THE TASK
In the entries below, tally the lines that contain the string "kind", then state that number alone.

DATA IN THIS EXERCISE
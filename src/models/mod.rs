//! Record types for the four collections plus settings and profile.
//!
//! Each domain has one typed record. JSON field names are camelCase to match
//! the stored blobs and export files.

mod note;
mod profile;
mod project;
mod script;
mod settings;
mod task;

pub use note::{Note, NoteCategory, NoteDraft};
pub use profile::{PersonalInfo, ProfileDraft};
pub use project::{Project, ProjectDraft, ProjectStatus};
pub use script::{CurrentScript, SavedScript, ScriptDraft, UNNAMED_SCRIPT};
pub use settings::{FontSize, Settings, Theme};
pub use task::Task;

use serde::{Deserialize, Serialize};

/// Priority shared by tasks and projects.
#[derive(Debug, Clone, Copy, PartialEq, Eq, Hash, Default, Serialize, Deserialize)]
#[serde(rename_all = "lowercase")]
pub enum Priority {
    /// Low priority.
    Low,
    /// Medium priority (default).
    #[default]
    Medium,
    /// High priority.
    High,
}

impl Priority {
    /// All priorities, lowest first.
    pub const ALL: [Self; 3] = [Self::Low, Self::Medium, Self::High];

    /// Parse a priority from a string.
    ///
    /// # Errors
    ///
    /// Returns an error if the string is not a valid priority.
    #[allow(clippy::should_implement_trait)]
    pub fn from_str(s: &str) -> Result<Self, InvalidChoice> {
        match s.trim().to_lowercase().as_str() {
            "low" => Ok(Self::Low),
            "medium" => Ok(Self::Medium),
            "high" => Ok(Self::High),
            _ => Err(InvalidChoice::new("priority", s, "low, medium, high")),
        }
    }

    /// Get the string representation of the priority.
    #[must_use]
    pub const fn as_str(self) -> &'static str {
        match self {
            Self::Low => "low",
            Self::Medium => "medium",
            Self::High => "high",
        }
    }

    /// Sort rank: high=3, medium=2, low=1.
    #[must_use]
    pub const fn rank(self) -> u8 {
        match self {
            Self::Low => 1,
            Self::Medium => 2,
            Self::High => 3,
        }
    }
}

impl std::fmt::Display for Priority {
    fn fmt(&self, f: &mut std::fmt::Formatter<'_>) -> std::fmt::Result {
        f.write_str(self.as_str())
    }
}

/// Error when a string is not one of an enum's allowed values.
#[derive(Debug, Clone, PartialEq, Eq)]
pub struct InvalidChoice {
    /// What was being parsed (e.g. "priority").
    pub kind: &'static str,
    /// The rejected input.
    pub value: String,
    /// Comma-separated list of accepted values.
    pub expected: &'static str,
}

impl InvalidChoice {
    pub(crate) fn new(kind: &'static str, value: &str, expected: &'static str) -> Self {
        Self { kind, value: value.to_string(), expected }
    }
}

impl std::fmt::Display for InvalidChoice {
    fn fmt(&self, f: &mut std::fmt::Formatter<'_>) -> std::fmt::Result {
        write!(f, "invalid {}: '{}' (must be one of: {})", self.kind, self.value, self.expected)
    }
}

impl std::error::Error for InvalidChoice {}

impl From<InvalidChoice> for crate::error::Error {
    fn from(value: InvalidChoice) -> Self {
        Self::Validation(value.to_string())
    }
}

#[cfg(test)]
mod tests {
    use super::*;

    #[test]
    fn test_priority_rank_order() {
        assert!(Priority::High.rank() > Priority::Medium.rank());
        assert!(Priority::Medium.rank() > Priority::Low.rank());
    }

    #[test]
    fn test_priority_from_str() {
        assert_eq!(Priority::from_str("HIGH").unwrap(), Priority::High);
        assert_eq!(Priority::from_str(" low ").unwrap(), Priority::Low);
        let err = Priority::from_str("urgent").unwrap_err();
        assert_eq!(err.to_string(), "invalid priority: 'urgent' (must be one of: low, medium, high)");
    }

    #[test]
    fn test_priority_serde_lowercase() {
        assert_eq!(serde_json::to_string(&Priority::Medium).unwrap(), "\"medium\"");
        let parsed: Priority = serde_json::from_str("\"high\"").unwrap();
        assert_eq!(parsed, Priority::High);
    }

    #[test]
    fn test_invalid_choice_becomes_validation_error() {
        let err: crate::error::Error = InvalidChoice::new("theme", "blue", "light, dark").into();
        assert!(err.is_validation());
    }
}
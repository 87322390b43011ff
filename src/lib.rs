//! # `deskmate`
//!
//! Local-first personal productivity suite: a task list, categorised notes,
//! projects with deadlines, a script library with a toy runner, UI settings
//! and a personal profile, all persisted through one key-value gateway.

pub mod app;
#[cfg(feature = "cli")]
pub mod cli;
pub mod collection;
pub mod config;
pub mod error;
pub mod id;
pub mod logging;
pub mod models;
pub mod paths;
pub mod present;
pub mod query;
pub mod script_runner;
pub mod storage;
pub mod templates;
pub mod testing;
pub mod traits;
pub mod transfer;

/// Library version.
pub const VERSION: &str = env!("CARGO_PKG_VERSION");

COMPLETED EXERCISE
4